» WORK INSTRUCTION
After reading the listing below, copy it out exactly.

» PROVIDED RECORDS
//! Command-line arguments for the Quote Client.
//!
//! This module defines the CLI interface using `clap`. See `main` for end-to-end usage.
use std::path::PathBuf;
use std::time::Duration;

use clap::{Parser, Subcommand};
use quote_common::net::{DEFAULT_SERVER_URL, SYNC_INTERVAL_SECS};
use quote_common::transfer::EXPORT_FILE_NAME;
use quote_sync::SyncConfig;

/// Directory name used under the platform data directory.
const APP_DIR: &str = "quote_keeper";

/// Parsed command-line arguments.
#[derive(Debug, Parser)]
#[command(version, about, long_about = None)]
pub struct Args {
    /// Directory holding the durable slots. Defaults to the platform data directory.
    #[clap(long, global = true)]
    pub data_dir: Option<PathBuf>,

    /// Base URL of the quote server.
    #[clap(long, global = true, default_value = DEFAULT_SERVER_URL)]
    pub server_url: String,

    /// Never contact the quote server.
    #[clap(long, global = true)]
    pub offline: bool,

    /// Seconds between periodic syncs in the shell.
    #[clap(long, global = true, default_value_t = SYNC_INTERVAL_SECS)]
    pub sync_interval: u64,

    /// Action to run.
    #[command(subcommand)]
    pub command: Command,
}

/// Client subcommands.
#[derive(Debug, Subcommand)]
pub enum Command {
    /// Show every stored quote.
    List,
    /// Add a quote and send it to the server.
    Add {
        /// Quote text.
        #[clap(long)]
        text: String,
        /// Quote category.
        #[clap(long)]
        category: String,
    },
    /// Remove the quote with the given id.
    Remove {
        /// Quote id as shown by `list`.
        id: u64,
    },
    /// Show a random quote.
    Random,
    /// Select a category ("all" for every quote) and show a random quote from it.
    Filter {
        /// Category name or "all".
        category: String,
    },
    /// Show the known categories.
    Categories,
    /// Export all quotes to a JSON file.
    Export {
        /// Destination file.
        #[clap(long, default_value = EXPORT_FILE_NAME)]
        path: PathBuf,
    },
    /// Append the quotes of a JSON file.
    Import {
        /// JSON file holding an array of quotes.
        path: PathBuf,
    },
    /// Sync with the server once.
    Sync,
    /// Start an interactive session with periodic sync.
    Shell,
}

impl Args {
    /// Data directory to use, falling back to the platform default.
    pub fn data_dir(&self) -> PathBuf {
        self.data_dir.clone().unwrap_or_else(|| {
            dirs::data_dir()
                .map(|dir| dir.join(APP_DIR))
                .unwrap_or_else(|| PathBuf::from(format!(".{}", APP_DIR)))
        })
    }

    /// Sync settings with the command-line overrides applied.
    pub fn sync_config(&self) -> SyncConfig {
        SyncConfig {
            server_url: self.server_url.trim().to_string(),
            interval: Duration::from_secs(self.sync_interval.max(1)),
            ..SyncConfig::default()
        }
    }
}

» ANSWER TO THE EXERCISE
//! Command-line arguments for the Quote Client.
//!
//! This module defines the CLI interface using `clap`. See `main` for end-to-end usage.
use std::path::PathBuf;
use std::time::Duration;

use clap::{Parser, Subcommand};
use quote_common::net::{DEFAULT_SERVER_URL, SYNC_INTERVAL_SECS};
use quote_common::transfer::EXPORT_FILE_NAME;
use quote_sync::SyncConfig;

/// Directory name used under the platform data directory.
const APP_DIR: &str = "quote_keeper";

/// Parsed command-line arguments.
#[derive(Debug, Parser)]
#[command(version, about, long_about = None)]
pub struct Args {
    /// Directory holding the durable slots. Defaults to the platform data directory.
    #[clap(long, global = true)]
    pub data_dir: Option<PathBuf>,

    /// Base URL of the quote server.
    #[clap(long, global = true, default_value = DEFAULT_SERVER_URL)]
    pub server_url: String,

    /// Never contact the quote server.
    #[clap(long, global = true)]
    pub offline: bool,

    /// Seconds between periodic syncs in the shell.
    #[clap(long, global = true, default_value_t = SYNC_INTERVAL_SECS)]
    pub sync_interval: u64,

    /// Action to run.
    #[command(subcommand)]
    pub command: Command,
}

/// Client subcommands.
#[derive(Debug, Subcommand)]
pub enum Command {
    /// Show every stored quote.
    List,
    /// Add a quote and send it to the server.
    Add {
        /// Quote text.
        #[clap(long)]
        text: String,
        /// Quote category.
        #[clap(long)]
        category: String,
    },
    /// Remove the quote with the given id.
    Remove {
        /// Quote id as shown by `list`.
        id: u64,
    },
    /// Show a random quote.
    Random,
    /// Select a category ("all" for every quote) and show a random quote from it.
    Filter {
        /// Category name or "all".
        category: String,
    },
    /// Show the known categories.
    Categories,
    /// Export all quotes to a JSON file.
    Export {
        /// Destination file.
        #[clap(long, default_value = EXPORT_FILE_NAME)]
        path: PathBuf,
    },
    /// Append the quotes of a JSON file.
    Import {
        /// JSON file holding an array of quotes.
        path: PathBuf,
    },
    /// Sync with the server once.
    Sync,
    /// Start an interactive session with periodic sync.
    Shell,
}

impl Args {
    /// Data directory to use, falling back to the platform default.
    pub fn data_dir(&self) -> PathBuf {
        self.data_dir.clone().unwrap_or_else(|| {
            dirs::data_dir()
                .map(|dir| dir.join(APP_DIR))
                .unwrap_or_else(|| PathBuf::from(format!(".{}", APP_DIR)))
        })
    }

    /// Sync settings with the command-line overrides applied.
    pub fn sync_config(&self) -> SyncConfig {
        SyncConfig {
            server_url: self.server_url.trim().to_string(),
            interval: Duration::from_secs(self.sync_interval.max(1)),
            ..SyncConfig::default()
        }
    }
}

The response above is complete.